What this task involves> Please report how many lines in the records below contain the word "Relative", and give nothing else.

Task inputs>
--- --- ---
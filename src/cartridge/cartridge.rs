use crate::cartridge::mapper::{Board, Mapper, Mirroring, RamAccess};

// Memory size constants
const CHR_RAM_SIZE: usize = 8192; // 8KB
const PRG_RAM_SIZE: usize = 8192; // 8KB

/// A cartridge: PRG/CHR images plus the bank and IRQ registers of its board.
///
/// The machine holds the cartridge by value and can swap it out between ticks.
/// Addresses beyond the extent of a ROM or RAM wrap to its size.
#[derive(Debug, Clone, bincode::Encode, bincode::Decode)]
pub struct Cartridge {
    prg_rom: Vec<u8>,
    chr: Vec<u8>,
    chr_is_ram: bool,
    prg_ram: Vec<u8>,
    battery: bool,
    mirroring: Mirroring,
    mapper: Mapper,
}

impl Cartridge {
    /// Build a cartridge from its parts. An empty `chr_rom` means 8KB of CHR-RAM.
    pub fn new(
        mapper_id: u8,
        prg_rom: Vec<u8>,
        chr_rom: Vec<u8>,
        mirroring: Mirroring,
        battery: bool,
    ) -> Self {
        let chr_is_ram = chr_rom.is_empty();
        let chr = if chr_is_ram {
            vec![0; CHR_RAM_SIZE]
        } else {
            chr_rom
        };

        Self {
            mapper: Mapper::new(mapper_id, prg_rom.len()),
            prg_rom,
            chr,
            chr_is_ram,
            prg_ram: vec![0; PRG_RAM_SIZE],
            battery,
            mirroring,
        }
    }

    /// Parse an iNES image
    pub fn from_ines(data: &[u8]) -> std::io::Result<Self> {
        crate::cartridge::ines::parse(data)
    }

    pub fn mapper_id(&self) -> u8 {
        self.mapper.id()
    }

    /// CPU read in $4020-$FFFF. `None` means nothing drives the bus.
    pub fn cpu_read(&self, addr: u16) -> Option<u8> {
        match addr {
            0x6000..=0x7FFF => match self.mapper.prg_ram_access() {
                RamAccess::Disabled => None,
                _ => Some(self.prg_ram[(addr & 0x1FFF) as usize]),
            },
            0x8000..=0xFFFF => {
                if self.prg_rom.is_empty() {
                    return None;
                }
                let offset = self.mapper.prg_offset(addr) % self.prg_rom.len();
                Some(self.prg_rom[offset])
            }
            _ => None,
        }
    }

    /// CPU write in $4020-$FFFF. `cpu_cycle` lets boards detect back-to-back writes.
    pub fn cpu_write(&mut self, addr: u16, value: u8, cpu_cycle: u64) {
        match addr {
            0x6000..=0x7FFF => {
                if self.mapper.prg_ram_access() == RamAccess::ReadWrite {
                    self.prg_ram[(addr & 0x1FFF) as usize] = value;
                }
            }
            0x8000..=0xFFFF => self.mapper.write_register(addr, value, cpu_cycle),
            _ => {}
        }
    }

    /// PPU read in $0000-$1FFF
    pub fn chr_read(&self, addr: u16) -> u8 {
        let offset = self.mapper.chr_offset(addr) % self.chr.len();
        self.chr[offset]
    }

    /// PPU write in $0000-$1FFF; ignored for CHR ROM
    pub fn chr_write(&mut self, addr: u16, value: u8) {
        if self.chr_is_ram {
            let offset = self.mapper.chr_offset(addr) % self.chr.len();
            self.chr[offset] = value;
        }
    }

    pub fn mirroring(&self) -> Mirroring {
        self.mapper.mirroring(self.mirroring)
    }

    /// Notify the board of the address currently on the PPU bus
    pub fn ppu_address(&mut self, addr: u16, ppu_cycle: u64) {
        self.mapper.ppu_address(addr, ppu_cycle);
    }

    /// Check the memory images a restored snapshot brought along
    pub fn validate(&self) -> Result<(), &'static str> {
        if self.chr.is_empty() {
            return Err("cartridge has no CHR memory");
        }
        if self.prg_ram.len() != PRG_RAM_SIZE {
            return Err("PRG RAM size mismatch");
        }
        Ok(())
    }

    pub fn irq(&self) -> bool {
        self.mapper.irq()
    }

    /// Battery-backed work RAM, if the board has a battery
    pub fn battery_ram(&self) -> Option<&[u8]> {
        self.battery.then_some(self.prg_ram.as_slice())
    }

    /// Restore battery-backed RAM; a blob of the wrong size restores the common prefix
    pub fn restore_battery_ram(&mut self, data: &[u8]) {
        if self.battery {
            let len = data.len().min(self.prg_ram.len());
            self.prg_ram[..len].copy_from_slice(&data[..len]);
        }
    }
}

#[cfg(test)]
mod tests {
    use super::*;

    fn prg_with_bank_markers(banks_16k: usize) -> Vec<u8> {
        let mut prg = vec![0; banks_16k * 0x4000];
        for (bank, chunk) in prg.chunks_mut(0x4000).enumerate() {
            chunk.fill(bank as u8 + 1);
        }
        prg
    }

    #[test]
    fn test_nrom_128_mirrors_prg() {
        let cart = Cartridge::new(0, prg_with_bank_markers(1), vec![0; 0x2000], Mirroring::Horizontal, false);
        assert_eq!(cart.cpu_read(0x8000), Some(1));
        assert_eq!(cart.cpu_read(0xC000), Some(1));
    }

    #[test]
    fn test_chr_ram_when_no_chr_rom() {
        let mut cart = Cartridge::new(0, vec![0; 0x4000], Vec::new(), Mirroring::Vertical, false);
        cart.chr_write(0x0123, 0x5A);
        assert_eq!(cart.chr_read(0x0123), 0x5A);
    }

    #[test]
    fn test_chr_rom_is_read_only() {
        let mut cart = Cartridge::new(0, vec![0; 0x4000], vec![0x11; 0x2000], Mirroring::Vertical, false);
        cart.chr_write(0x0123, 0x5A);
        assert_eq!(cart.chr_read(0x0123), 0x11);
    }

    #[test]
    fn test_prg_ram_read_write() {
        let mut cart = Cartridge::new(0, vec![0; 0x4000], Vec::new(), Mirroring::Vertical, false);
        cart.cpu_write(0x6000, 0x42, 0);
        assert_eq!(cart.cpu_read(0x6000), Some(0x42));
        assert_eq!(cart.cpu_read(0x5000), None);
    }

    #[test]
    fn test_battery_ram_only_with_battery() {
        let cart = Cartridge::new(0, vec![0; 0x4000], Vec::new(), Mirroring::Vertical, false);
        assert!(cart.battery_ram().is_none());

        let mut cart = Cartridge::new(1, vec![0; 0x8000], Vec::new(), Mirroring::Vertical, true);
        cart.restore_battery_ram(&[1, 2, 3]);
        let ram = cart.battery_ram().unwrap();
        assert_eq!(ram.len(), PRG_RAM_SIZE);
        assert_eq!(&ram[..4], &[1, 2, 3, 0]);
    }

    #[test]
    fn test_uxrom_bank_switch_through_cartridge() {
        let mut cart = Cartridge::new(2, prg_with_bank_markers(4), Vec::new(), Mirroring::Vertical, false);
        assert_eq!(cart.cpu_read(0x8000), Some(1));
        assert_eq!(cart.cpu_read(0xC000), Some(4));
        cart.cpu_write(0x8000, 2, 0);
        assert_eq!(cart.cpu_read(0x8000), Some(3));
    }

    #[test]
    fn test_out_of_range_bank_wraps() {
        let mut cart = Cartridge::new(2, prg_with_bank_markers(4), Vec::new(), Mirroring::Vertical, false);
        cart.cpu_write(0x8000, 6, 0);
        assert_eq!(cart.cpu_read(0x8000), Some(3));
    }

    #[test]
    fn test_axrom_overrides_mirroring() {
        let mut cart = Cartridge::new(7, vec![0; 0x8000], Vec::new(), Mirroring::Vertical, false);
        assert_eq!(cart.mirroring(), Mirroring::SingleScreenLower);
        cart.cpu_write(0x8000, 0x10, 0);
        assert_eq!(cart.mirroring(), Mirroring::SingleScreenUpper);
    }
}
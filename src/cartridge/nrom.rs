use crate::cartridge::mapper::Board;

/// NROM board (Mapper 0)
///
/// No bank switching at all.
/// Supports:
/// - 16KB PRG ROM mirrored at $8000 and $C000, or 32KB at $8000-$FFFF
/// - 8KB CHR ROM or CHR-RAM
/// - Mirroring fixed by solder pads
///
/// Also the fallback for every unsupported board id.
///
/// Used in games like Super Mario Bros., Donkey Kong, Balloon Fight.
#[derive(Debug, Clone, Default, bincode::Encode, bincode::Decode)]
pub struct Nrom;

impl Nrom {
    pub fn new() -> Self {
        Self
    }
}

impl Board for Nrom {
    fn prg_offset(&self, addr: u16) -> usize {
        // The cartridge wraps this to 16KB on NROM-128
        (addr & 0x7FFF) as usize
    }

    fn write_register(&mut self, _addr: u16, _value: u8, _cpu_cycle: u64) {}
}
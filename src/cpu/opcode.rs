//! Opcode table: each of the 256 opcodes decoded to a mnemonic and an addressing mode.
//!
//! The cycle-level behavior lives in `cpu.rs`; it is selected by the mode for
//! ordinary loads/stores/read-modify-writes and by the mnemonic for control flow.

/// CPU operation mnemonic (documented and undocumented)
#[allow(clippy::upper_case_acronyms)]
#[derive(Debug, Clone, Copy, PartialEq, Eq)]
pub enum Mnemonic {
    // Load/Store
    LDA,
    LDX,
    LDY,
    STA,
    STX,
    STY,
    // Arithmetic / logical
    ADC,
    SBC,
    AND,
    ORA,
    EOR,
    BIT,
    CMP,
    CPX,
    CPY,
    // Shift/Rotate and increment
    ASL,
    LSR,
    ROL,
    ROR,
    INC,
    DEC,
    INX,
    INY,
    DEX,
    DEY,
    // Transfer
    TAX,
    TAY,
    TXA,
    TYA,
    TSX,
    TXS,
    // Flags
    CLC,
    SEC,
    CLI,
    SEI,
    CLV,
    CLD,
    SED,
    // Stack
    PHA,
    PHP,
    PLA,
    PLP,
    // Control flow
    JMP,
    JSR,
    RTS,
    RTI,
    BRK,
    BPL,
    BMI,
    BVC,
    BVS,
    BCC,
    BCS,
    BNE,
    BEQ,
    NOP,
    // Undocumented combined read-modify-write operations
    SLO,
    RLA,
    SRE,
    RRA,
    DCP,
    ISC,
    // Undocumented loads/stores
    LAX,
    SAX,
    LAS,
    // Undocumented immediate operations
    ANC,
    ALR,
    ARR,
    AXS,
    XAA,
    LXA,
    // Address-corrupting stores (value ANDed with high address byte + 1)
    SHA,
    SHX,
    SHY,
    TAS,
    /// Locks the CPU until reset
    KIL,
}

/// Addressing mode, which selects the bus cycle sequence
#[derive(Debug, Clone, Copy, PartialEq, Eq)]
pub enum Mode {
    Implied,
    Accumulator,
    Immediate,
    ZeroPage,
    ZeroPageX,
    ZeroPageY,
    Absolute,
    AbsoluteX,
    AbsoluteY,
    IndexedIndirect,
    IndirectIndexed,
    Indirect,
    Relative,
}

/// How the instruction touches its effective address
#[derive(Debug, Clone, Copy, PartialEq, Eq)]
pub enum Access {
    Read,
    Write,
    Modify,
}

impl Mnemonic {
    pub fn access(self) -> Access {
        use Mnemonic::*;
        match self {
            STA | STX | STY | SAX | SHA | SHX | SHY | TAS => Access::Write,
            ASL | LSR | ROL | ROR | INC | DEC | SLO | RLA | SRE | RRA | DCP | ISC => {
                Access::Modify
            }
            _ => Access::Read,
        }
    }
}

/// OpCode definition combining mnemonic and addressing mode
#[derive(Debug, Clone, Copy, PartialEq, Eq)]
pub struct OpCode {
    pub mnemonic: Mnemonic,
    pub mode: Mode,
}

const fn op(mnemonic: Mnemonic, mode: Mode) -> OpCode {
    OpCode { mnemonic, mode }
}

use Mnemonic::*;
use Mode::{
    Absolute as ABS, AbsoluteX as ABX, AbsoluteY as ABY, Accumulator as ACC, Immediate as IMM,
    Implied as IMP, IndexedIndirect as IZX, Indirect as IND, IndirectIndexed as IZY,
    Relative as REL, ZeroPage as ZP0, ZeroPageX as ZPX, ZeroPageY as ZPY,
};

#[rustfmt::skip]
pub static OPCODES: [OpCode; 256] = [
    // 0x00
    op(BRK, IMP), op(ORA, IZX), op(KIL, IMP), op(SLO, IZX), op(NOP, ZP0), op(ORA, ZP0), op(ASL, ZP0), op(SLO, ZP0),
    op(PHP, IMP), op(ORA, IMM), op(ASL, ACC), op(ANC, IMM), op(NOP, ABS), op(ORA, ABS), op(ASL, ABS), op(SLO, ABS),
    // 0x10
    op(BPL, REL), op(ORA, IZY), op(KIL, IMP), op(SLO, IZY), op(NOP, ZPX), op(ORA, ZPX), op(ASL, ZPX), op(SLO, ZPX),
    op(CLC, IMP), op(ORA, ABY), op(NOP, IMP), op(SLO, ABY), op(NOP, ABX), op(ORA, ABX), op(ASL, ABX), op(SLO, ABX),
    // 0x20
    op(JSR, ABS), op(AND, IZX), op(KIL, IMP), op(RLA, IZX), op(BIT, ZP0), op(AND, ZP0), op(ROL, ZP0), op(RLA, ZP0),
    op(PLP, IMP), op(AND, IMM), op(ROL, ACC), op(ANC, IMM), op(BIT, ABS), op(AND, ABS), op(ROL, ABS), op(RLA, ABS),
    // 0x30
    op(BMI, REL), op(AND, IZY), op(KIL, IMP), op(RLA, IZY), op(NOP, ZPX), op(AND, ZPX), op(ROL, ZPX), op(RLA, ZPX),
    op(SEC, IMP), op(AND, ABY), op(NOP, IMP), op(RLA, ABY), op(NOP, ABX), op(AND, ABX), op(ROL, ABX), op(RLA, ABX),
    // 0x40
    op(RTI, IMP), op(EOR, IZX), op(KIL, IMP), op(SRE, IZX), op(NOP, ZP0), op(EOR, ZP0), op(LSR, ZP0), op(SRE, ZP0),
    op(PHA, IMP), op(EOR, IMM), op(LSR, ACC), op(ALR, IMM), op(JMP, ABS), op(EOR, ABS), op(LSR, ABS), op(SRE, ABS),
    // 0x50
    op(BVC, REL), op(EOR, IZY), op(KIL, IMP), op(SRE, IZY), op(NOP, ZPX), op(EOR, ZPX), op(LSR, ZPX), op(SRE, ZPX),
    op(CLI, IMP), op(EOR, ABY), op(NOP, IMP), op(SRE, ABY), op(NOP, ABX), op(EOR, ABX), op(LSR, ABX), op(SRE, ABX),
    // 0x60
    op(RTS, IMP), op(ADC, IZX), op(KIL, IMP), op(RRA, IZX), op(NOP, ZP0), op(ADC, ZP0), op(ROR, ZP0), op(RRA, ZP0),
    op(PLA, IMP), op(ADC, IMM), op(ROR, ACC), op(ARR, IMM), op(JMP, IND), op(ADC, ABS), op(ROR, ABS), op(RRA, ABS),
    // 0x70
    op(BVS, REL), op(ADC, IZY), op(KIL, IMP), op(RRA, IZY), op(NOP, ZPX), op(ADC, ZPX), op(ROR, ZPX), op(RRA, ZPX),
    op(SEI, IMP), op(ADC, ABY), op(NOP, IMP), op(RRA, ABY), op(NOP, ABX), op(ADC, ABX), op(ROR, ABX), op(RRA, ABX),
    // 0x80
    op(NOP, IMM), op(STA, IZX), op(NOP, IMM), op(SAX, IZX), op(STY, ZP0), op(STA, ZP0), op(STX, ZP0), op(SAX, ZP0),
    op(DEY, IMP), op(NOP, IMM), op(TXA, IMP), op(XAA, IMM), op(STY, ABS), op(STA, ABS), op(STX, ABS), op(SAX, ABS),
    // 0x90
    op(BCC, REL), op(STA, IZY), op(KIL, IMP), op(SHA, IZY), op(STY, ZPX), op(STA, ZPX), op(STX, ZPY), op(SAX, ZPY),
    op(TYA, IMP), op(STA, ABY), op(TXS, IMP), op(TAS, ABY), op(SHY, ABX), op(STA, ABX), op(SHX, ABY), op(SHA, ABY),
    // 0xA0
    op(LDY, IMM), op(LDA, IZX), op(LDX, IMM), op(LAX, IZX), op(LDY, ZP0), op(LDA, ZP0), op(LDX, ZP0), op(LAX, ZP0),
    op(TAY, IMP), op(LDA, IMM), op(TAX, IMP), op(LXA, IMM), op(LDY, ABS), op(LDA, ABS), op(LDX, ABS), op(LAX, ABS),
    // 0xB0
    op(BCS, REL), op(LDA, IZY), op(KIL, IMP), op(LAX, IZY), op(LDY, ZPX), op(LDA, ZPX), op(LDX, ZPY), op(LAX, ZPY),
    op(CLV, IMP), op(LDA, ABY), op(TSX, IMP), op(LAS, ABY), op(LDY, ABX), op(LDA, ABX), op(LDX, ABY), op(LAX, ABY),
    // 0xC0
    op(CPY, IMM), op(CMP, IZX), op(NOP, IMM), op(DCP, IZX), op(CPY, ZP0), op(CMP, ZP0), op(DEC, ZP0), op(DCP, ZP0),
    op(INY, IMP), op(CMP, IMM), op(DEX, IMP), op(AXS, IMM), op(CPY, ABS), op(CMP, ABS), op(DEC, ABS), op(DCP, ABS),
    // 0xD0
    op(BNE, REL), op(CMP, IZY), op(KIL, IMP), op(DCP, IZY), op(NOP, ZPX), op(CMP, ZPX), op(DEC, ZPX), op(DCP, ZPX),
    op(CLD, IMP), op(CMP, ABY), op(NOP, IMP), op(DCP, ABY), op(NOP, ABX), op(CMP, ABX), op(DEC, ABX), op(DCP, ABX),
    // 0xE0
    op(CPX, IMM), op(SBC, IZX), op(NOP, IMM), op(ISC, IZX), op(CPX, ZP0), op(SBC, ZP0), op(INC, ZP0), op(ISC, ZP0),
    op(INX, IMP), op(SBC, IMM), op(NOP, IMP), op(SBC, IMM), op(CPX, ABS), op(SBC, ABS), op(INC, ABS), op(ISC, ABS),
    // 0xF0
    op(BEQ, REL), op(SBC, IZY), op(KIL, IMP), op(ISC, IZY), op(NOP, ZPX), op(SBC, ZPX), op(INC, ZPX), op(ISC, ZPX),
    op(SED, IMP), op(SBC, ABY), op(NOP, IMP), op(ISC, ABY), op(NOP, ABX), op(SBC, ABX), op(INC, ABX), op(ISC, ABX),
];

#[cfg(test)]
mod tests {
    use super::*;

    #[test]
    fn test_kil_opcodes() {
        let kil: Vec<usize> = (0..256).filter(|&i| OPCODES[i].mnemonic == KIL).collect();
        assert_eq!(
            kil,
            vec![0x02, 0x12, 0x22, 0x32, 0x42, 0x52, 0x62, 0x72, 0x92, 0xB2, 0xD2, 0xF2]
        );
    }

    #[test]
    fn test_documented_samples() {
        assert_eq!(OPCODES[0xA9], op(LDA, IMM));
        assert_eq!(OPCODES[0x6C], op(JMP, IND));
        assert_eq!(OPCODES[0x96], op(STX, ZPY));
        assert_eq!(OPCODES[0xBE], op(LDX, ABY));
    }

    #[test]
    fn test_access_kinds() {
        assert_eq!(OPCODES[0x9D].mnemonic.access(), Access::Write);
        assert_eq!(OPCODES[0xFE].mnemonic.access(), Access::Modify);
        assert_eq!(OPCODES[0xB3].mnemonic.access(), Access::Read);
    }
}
--- --- ---
Final answer> 2